It was ferine and spectral, and so tremendously violent, that the long
attorney, expecting nothing of the sort, was thrown out of his balance
against the chimneypiece.

'You d--d old miscreant! I'll pitch you out of the window.'

'I--I say, let go. You're mad, Sir,' said the attorney, disengaging
himself with a sudden and violent effort, and standing, with the back of
a tall chair grasped in both hands, and the seat interposed between
himself and Captain Lake. He was twisting his neck uncomfortably in his
shirt collar, and for some seconds was more agitated, in a different way,
than his patron was.

The fact was, that Mr. Larkin had a little mistaken his man. He had never
happened before to see him in one of his violent moods, and fancied that
his apathetic manner indicated a person more easily bullied. There was
something, too, in the tone and look of Captain Lake which went a good
way to confound and perplex his suspicions, and he half fancied that the
masterstroke he had hazarded was a rank and irreparable blunder.
Something of this, I am sure, appeared in his countenance, and Captain
Lake looked awfully savage, and each gentleman stared the other full in
the face, with more frankness than became two such diplomatists.

'Allow me to speak a word, Captain Lake.'

'You d--d old miscreant!' repeated the candescent captain.

'Allow me to say, you misapprehend.'

'You infernal old cur!'

'I mean no imputation upon _you_, Sir. I thought you might have committed
a mistake--any man may; perhaps you have. I have acted, Captain Lake,
with fidelity in all respects to you, and to every client for whom I've
been concerned. Mr. Wylder is my client, and I was bound to say I was not
satisfied about his present position, which seems to me unaccountable,
except on the supposition that he is under restraint of some sort. I
never said you were to blame; but you may be in error respecting Mr.
Wylder. You may have taken steps, Captain Lake, under a mistake. I never
went further than that. On reflection, you'll say so. I didn't upon my
honour.'

'Then you did not mean to insult me, Sir,' said Lake.

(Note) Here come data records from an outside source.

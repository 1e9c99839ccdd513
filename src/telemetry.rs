//! Telemetry initialization (tracing/tracing-subscriber).
//!
//! Behavior:
//! - LOG_LEVEL controls the filter (e.g. "debug" or detailed directives like
//!   "info,assessment=debug,medideutsch_backend=debug,tower_http=info").
//! - LOG_FORMAT selects "pretty" (default) or "json" structured logs.
//!
//! Session events log under the `assessment` target, service lifecycle under
//! `medideutsch_backend`; tower-http request spans complement both.

use tracing_subscriber::EnvFilter;

const DEFAULT_FILTER: &str = "info,assessment=info,medideutsch_backend=debug,tower_http=info,axum=info";

pub fn init_tracing() {
    let filter = EnvFilter::try_from_env("LOG_LEVEL").unwrap_or_else(|_| EnvFilter::new(DEFAULT_FILTER));

    let builder = tracing_subscriber::fmt()
        .with_env_filter(filter)
        .with_target(true)
        .with_file(true)
        .with_line_number(true);

    // The two branches produce different subscriber types, so each calls init itself.
    match std::env::var("LOG_FORMAT").as_deref() {
        Ok("json") => builder.json().init(),
        _ => builder.init(),
    }
}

'Upon my honour, and conscience, and soul, Captain Lake,' said the
attorney, stringing together, in his vindication, all the articles he was
assumed most to respect, 'I am perfectly frank, I do assure you. I never
supposed for an instant more than I say. I could not imagine--I am amazed
you have so taken it.'

'But you think I exercise some control or coercion over my cousin, Mr.
Mark Wylder. He's not a man, I can tell you, wherever he is, to be
bullied, no more than I am. I don't correspond with him. I have nothing
to do with him or his affairs; I wash my hands of him.'

Captain Lake turned and walked quickly to the door, but came back as
suddenly.

'Shake hands, Sir. We'll forget it. I accept what you say; but don't talk
that way to me again. I can't imagine what the devil put such stuff in
your head. I don't care twopence. No one's to blame but Wylder himself. I
say I don't care a farthing. Upon my honour, I quite see--I now acquit
you. You could not mean what you seemed to say; and I can't understand
how a sensible man like you, knowing Mark Wylder, and knowing me, Sir,
could use such--such _ambiguous_ language. I have no more influence with
him, and can no more affect his doings, or what you call his _fate_--and,
to say the truth, care about them no more than the child unborn. He's his
own master, of course. What the devil can you have been dreaming of. I
don't even get a letter from him. He's _nothing_ to me.'

'You have misunderstood me; but that's over, Sir. I may have spoken with
warmth, fearing that you might be acting under some cruel
misapprehension--that's all; and you don't think worse of me, I'm very
sure, Captain Lake, for a little indiscreet zeal on behalf of a gentleman
who has treated me with such unlimited confidence as Mr. Wylder. I'd do
the same for you, Sir; it's my character.'

The two gentlemen, you perceive, though still agitated, were becoming
reasonable, and more or less complimentary and conciliatory; and the
masks which an electric gust had displaced for a moment, revealing gross
and somewhat repulsive features, were being readjusted, while each looked
over his shoulder.

I am sorry to say that when that good man, Mr. Larkin, left his presence,
Captain Lake indulged in a perfectly blasphemous monologue. His fury was
excited to a pitch that was very nearly ungovernable; and after it had
exhibited itself in the way I have said, Captain Lake opened a little
despatch-box, and took therefrom a foreign letter, but three days
received. He read it through: his ill-omened smile expanded to a grin
that was undisguisedly diabolical. With a scissors he clipt his own name
where it occurred from the thin sheet, and then, in red ink and Roman
capitals, he scrawled a line or two across the interior of the letter,
enclosed it in an envelope, directed it, and then rang the bell.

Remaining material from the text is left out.